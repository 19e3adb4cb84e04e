//! Per-bot middleware set, attached by the dispatcher factory in a
//! fixed order: logging, stats, store session, tokens, access,
//! rate limit, error handler (innermost).

pub mod access;
pub mod error_handler;
pub mod logging;
pub mod rate_limit;
pub mod session;
pub mod stats;
pub mod tokens;

pub use access::AccessMiddleware;
pub use error_handler::ErrorMiddleware;
pub use logging::LoggingMiddleware;
pub use rate_limit::RateLimitMiddleware;
pub use session::SessionMiddleware;
pub use stats::StatsMiddleware;
pub use tokens::TokenMiddleware;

++++++++++++++++++++

About this exercise:
Each line in the material either holds the string "stats" or does not. State how many do, and nothing else.

Expected output:
3